*** GIVEN ENTRIES Section Begins ***
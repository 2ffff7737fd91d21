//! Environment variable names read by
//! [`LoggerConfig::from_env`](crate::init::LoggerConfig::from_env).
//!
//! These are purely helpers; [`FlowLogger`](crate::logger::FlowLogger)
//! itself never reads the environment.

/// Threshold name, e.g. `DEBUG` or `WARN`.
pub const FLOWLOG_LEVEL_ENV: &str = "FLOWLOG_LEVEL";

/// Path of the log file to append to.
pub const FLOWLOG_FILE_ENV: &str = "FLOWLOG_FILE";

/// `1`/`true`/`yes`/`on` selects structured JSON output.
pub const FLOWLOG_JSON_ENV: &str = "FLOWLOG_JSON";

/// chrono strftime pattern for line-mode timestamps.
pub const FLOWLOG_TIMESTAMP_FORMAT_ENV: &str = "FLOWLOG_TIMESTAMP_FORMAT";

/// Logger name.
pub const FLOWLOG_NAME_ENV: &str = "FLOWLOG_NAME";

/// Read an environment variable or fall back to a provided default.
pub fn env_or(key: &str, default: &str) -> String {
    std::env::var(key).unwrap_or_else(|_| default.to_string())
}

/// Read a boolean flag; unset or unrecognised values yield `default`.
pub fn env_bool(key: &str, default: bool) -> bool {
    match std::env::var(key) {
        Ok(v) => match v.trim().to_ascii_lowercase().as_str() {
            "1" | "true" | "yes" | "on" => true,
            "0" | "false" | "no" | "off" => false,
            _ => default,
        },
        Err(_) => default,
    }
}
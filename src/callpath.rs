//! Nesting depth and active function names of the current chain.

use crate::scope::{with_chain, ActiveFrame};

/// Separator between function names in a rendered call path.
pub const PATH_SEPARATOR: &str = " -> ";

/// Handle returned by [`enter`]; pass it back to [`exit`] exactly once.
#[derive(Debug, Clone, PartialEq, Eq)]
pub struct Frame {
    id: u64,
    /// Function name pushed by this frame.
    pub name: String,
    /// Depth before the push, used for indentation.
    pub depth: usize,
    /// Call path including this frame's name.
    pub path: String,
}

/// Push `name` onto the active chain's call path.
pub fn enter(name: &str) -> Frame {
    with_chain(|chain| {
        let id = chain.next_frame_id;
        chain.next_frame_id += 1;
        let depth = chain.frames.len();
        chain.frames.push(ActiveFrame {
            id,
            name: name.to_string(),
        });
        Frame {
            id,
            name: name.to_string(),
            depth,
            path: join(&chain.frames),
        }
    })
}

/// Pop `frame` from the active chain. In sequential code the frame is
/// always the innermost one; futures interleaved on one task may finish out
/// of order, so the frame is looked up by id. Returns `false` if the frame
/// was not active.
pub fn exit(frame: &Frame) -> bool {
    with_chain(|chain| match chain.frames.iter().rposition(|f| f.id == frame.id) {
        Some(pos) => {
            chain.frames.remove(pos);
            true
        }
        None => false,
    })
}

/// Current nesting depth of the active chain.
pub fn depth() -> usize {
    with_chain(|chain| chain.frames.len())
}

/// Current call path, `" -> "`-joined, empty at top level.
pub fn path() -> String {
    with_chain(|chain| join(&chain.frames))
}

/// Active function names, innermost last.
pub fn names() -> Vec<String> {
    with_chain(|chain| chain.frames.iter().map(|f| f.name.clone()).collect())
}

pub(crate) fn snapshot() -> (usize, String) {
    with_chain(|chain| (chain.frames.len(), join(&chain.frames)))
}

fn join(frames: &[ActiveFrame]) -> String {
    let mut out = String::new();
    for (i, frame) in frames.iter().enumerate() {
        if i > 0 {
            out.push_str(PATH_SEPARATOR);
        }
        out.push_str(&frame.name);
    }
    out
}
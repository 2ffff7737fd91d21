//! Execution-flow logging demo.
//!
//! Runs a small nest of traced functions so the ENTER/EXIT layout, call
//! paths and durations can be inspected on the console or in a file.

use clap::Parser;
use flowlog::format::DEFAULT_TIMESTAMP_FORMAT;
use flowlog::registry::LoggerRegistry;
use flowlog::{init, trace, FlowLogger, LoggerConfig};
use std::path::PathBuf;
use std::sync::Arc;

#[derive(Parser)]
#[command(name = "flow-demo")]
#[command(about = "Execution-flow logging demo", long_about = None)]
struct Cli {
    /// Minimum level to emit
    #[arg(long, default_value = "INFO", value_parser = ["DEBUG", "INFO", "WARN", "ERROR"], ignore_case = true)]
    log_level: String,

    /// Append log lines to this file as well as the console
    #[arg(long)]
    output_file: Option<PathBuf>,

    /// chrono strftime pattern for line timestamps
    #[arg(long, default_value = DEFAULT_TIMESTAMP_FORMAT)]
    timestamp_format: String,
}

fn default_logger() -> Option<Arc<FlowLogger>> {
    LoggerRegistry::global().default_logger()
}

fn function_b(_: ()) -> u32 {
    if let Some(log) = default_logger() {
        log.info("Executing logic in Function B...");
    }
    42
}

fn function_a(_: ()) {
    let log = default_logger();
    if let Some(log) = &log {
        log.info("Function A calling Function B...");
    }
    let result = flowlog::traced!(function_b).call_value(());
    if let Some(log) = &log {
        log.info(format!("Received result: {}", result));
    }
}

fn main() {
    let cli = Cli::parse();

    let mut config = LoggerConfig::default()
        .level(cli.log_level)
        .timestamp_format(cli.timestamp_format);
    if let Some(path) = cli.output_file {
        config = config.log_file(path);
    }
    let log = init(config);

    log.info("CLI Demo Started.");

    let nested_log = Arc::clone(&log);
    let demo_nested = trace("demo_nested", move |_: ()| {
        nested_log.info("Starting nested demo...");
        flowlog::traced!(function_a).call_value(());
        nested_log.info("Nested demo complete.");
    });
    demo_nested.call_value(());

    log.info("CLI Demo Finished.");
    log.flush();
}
*** GIVEN ENTRIES Section Ends ***
WHAT TO PRODUCE:
The answer must be the complete set of entries, retyped exactly.

ANSWER SPACE:
repository 2ffff7737fd91d21
//! Environment variable names read by
//! [`LoggerConfig::from_env`](crate::init::LoggerConfig::from_env).
//!
//! These are purely helpers; [`FlowLogger`](crate::logger::FlowLogger)
//! itself never reads the environment.

/// Threshold name, e.g. `DEBUG` or `WARN`.
pub const FLOWLOG_LEVEL_ENV: &str = "FLOWLOG_LEVEL";

/// Path of the log file to append to.
pub const FLOWLOG_FILE_ENV: &str = "FLOWLOG_FILE";

/// `1`/`true`/`yes`/`on` selects structured JSON output.
pub const FLOWLOG_JSON_ENV: &str = "FLOWLOG_JSON";

/// chrono strftime pattern for line-mode timestamps.
pub const FLOWLOG_TIMESTAMP_FORMAT_ENV: &str = "FLOWLOG_TIMESTAMP_FORMAT";

/// Logger name.
pub const FLOWLOG_NAME_ENV: &str = "FLOWLOG_NAME";

/// Read an environment variable or fall back to a provided default.
pub fn env_or(key: &str, default: &str) -> String {
    std::env::var(key).unwrap_or_else(|_| default.to_string())
}

/// Read a boolean flag; unset or unrecognised values yield `default`.
pub fn env_bool(key: &str, default: bool) -> bool {
    match std::env::var(key) {
        Ok(v) => match v.trim().to_ascii_lowercase().as_str() {
            "1" | "true" | "yes" | "on" => true,
            "0" | "false" | "no" | "off" => false,
            _ => default,
        },
        Err(_) => default,
    }
}
filename src/callpath.rs
//! Nesting depth and active function names of the current chain.

use crate::scope::{with_chain, ActiveFrame};

/// Separator between function names in a rendered call path.
pub const PATH_SEPARATOR: &str = " -> ";

/// Handle returned by [`enter`]; pass it back to [`exit`] exactly once.
#[derive(Debug, Clone, PartialEq, Eq)]
pub struct Frame {
    id: u64,
    /// Function name pushed by this frame.
    pub name: String,
    /// Depth before the push, used for indentation.
    pub depth: usize,
    /// Call path including this frame's name.
    pub path: String,
}

/// Push `name` onto the active chain's call path.
pub fn enter(name: &str) -> Frame {
    with_chain(|chain| {
        let id = chain.next_frame_id;
        chain.next_frame_id += 1;
        let depth = chain.frames.len();
        chain.frames.push(ActiveFrame {
            id,
            name: name.to_string(),
        });
        Frame {
            id,
            name: name.to_string(),
            depth,
            path: join(&chain.frames),
        }
    })
}

/// Pop `frame` from the active chain. In sequential code the frame is
/// always the innermost one; futures interleaved on one task may finish out
/// of order, so the frame is looked up by id. Returns `false` if the frame
/// was not active.
pub fn exit(frame: &Frame) -> bool {
    with_chain(|chain| match chain.frames.iter().rposition(|f| f.id == frame.id) {
        Some(pos) => {
            chain.frames.remove(pos);
            true
        }
        None => false,
    })
}

/// Current nesting depth of the active chain.
pub fn depth() -> usize {
    with_chain(|chain| chain.frames.len())
}

/// Current call path, `" -> "`-joined, empty at top level.
pub fn path() -> String {
    with_chain(|chain| join(&chain.frames))
}

/// Active function names, innermost last.
pub fn names() -> Vec<String> {
    with_chain(|chain| chain.frames.iter().map(|f| f.name.clone()).collect())
}

pub(crate) fn snapshot() -> (usize, String) {
    with_chain(|chain| (chain.frames.len(), join(&chain.frames)))
}

fn join(frames: &[ActiveFrame]) -> String {
    let mut out = String::new();
    for (i, frame) in frames.iter().enumerate() {
        if i > 0 {
            out.push_str(PATH_SEPARATOR);
        }
        out.push_str(&frame.name);
    }
    out
}
repository 2ffff7737fd91d21
//! Execution-flow logging demo.
//!
//! Runs a small nest of traced functions so the ENTER/EXIT layout, call
//! paths and durations can be inspected on the console or in a file.

use clap::Parser;
use flowlog::format::DEFAULT_TIMESTAMP_FORMAT;
use flowlog::registry::LoggerRegistry;
use flowlog::{init, trace, FlowLogger, LoggerConfig};
use std::path::PathBuf;
use std::sync::Arc;

#[derive(Parser)]
#[command(name = "flow-demo")]
#[command(about = "Execution-flow logging demo", long_about = None)]
struct Cli {
    /// Minimum level to emit
    #[arg(long, default_value = "INFO", value_parser = ["DEBUG", "INFO", "WARN", "ERROR"], ignore_case = true)]
    log_level: String,

    /// Append log lines to this file as well as the console
    #[arg(long)]
    output_file: Option<PathBuf>,

    /// chrono strftime pattern for line timestamps
    #[arg(long, default_value = DEFAULT_TIMESTAMP_FORMAT)]
    timestamp_format: String,
}

fn default_logger() -> Option<Arc<FlowLogger>> {
    LoggerRegistry::global().default_logger()
}

fn function_b(_: ()) -> u32 {
    if let Some(log) = default_logger() {
        log.info("Executing logic in Function B...");
    }
    42
}

fn function_a(_: ()) {
    let log = default_logger();
    if let Some(log) = &log {
        log.info("Function A calling Function B...");
    }
    let result = flowlog::traced!(function_b).call_value(());
    if let Some(log) = &log {
        log.info(format!("Received result: {}", result));
    }
}

fn main() {
    let cli = Cli::parse();

    let mut config = LoggerConfig::default()
        .level(cli.log_level)
        .timestamp_format(cli.timestamp_format);
    if let Some(path) = cli.output_file {
        config = config.log_file(path);
    }
    let log = init(config);

    log.info("CLI Demo Started.");

    let nested_log = Arc::clone(&log);
    let demo_nested = trace("demo_nested", move |_: ()| {
        nested_log.info("Starting nested demo...");
        flowlog::traced!(function_a).call_value(());
        nested_log.info("Nested demo complete.");
    });
    demo_nested.call_value(());

    log.info("CLI Demo Finished.");
    log.flush();
}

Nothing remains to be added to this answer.